__Prompt__:
Looking at the records below, say how many lines include "RecoveryEngine", and add nothing else.
[Start of section]
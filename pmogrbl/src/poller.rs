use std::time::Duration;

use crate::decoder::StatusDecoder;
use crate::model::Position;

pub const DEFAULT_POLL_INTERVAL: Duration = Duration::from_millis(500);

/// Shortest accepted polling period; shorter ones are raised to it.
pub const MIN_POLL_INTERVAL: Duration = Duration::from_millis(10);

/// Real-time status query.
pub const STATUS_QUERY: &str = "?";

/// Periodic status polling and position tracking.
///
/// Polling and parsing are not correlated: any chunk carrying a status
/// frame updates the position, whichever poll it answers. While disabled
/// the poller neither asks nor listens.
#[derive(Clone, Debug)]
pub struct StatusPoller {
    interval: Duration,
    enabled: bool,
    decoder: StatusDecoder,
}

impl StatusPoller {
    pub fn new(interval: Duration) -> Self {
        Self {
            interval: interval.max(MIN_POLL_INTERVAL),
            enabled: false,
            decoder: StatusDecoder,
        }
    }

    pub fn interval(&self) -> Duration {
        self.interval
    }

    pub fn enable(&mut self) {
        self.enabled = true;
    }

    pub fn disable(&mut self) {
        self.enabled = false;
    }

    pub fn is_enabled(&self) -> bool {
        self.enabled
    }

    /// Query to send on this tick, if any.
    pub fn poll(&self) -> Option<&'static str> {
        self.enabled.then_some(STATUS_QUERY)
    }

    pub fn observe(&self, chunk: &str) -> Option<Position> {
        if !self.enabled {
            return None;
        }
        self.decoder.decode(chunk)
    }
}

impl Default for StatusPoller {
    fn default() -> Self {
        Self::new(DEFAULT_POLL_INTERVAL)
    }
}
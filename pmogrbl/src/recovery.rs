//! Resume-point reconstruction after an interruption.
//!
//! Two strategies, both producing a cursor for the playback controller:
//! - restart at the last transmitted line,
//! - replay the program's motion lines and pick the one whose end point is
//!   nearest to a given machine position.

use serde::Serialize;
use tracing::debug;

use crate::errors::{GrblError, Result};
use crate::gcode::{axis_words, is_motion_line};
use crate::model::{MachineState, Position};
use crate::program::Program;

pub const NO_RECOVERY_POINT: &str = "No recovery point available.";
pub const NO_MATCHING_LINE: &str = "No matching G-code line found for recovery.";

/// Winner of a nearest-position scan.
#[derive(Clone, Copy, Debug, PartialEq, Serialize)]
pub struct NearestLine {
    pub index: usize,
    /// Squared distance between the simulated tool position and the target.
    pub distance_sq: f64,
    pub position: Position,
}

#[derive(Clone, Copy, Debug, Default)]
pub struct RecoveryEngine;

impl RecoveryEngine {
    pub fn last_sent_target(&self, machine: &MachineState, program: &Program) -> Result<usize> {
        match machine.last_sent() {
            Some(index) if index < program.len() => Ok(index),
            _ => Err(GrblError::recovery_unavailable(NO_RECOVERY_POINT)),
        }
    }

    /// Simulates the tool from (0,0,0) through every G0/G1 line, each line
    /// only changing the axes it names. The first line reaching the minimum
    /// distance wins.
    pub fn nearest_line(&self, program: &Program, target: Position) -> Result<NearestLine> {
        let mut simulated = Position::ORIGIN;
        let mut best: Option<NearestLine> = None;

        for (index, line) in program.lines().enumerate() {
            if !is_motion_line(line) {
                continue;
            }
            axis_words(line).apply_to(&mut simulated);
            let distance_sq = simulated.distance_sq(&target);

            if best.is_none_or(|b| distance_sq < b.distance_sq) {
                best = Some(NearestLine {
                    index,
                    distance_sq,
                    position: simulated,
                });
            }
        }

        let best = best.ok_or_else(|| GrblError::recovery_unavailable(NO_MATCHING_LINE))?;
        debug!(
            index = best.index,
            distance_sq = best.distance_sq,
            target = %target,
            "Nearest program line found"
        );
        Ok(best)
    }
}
[End of section]
__Finished task__:
2